I’ve come to the conclusion that one of the best ways to love the people around me is to be with them in a way that absorbs negativity and breathes out love, just as trees take in carbon dioxide and release life giving oxygen.
On his website, www.EnlightenedBeings.com, Jafree Ozwald explains that “our hearts are always pumping in oxygen deprived cells and pumping out oxygen rich cells.”
So when we confront negativity from our neighbors, instead of responding in kind, we can pray for them by consciously breathing in the negativity, and then as Ozwald suggests, on the out-breath, “slowly breathe out love and a soft peaceful energy into that negative source.”

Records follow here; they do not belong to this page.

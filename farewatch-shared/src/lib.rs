pub mod models;

pub use models::chat::{ChatMessage, ChatReply, ChatTurn, Conversation, Role};
pub use models::flight::{FlightOffer, FlightQueryIntent, PriceStatistics, PriceTrend};
use std::sync::Arc;

use farewatch_catalog::{PricingConfig, PricingEngine};
use farewatch_core::FieldExtractor;
use farewatch_offer::{Enricher, FlightAssistant, OfferGenerator};
use farewatch_store::{Config, GeminiClient};
use rand::rngs::StdRng;
use rand::SeedableRng;

#[derive(Clone)]
pub struct AppState {
    pub assistant: Arc<FlightAssistant>,
    /// Pins every request's random draws when set.
    pub rng_seed: Option<u64>,
}

impl AppState {
    pub fn new(assistant: Arc<FlightAssistant>, rng_seed: Option<u64>) -> Self {
        Self { assistant, rng_seed }
    }

    pub fn from_config(config: &Config) -> anyhow::Result<Self> {
        let extractor = FieldExtractor::new(config.assistant.fill_policy()?);
        let generator = OfferGenerator::new(PricingEngine::new(PricingConfig::default()));
        let mut assistant = FlightAssistant::new(extractor, generator)
            .with_history_window(config.assistant.history_window);

        match GeminiClient::from_config(&config.gemini)? {
            Some(client) => {
                let enricher = Enricher::new(Arc::new(client), config.gemini.timeout());
                tracing::info!(model = enricher.model(), "Gemini enrichment enabled");
                assistant = assistant.with_enricher(enricher);
            }
            None => tracing::warn!("Gemini API key not configured. Using fallback method."),
        }

        Ok(Self::new(Arc::new(assistant), config.assistant.rng_seed))
    }

    /// Fresh generator for one request.
    pub fn rng(&self) -> StdRng {
        match self.rng_seed {
            Some(seed) => StdRng::seed_from_u64(seed),
            None => StdRng::from_entropy(),
        }
    }
}
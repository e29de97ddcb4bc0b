//! HTTP client for the chat endpoint.

use std::time::Duration;

use farewatch_shared::{ChatReply, ChatTurn};
use serde::Serialize;
use thiserror::Error;
use tracing::debug;

#[derive(Debug, Error)]
pub enum ClientError {
    #[error("HTTP error: {0}")]
    Http(#[from] reqwest::Error),

    #[error("service responded with status {0}")]
    Status(u16),
}

#[derive(Serialize)]
struct ChatRequest<'a> {
    messages: &'a [ChatTurn],
}

pub struct ChatClient {
    inner: reqwest::Client,
    url: String,
}

impl ChatClient {
    /// Every request is abandoned after `timeout`.
    pub fn new(url: &str, timeout: Duration) -> Result<Self, ClientError> {
        let inner = reqwest::Client::builder().timeout(timeout).build()?;
        Ok(Self { inner, url: url.to_string() })
    }

    pub async fn send(&self, turns: &[ChatTurn]) -> Result<ChatReply, ClientError> {
        debug!(url = %self.url, turns = turns.len(), "POST chat");

        let response = self
            .inner
            .post(&self.url)
            .json(&ChatRequest { messages: turns })
            .send()
            .await?;

        if !response.status().is_success() {
            return Err(ClientError::Status(response.status().as_u16()));
        }

        Ok(response.json().await?)
    }
}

The culmination of this very ancient meditation happens on the cross, as Jesus takes into himself all of the hatred, negativity and death dealing forces of evil loose in the world, and with his last dying breaths, breathes out God’s forgiving, healing, restoring, resurrecting love for all of creation, and for each one of us.
As God’s holy people, we are the ones that God now calls on to practice this prayer of the heart, breathing in negativity, breathing out transforming love,because this way of prayerful and tree like living will immerse us more and more deeply into God, and into more deeply loving relationships with one another.
And this prayer of the heart, practiced day in and day out, will transform each one of us into the holy people that God yearns for us to become.
Amen.
Resources:
Notes from the Diocese of Virginia Fall Clergy Retreat at Shrine Mont, October 2014, led by The Rev. Dr. Martin Smith.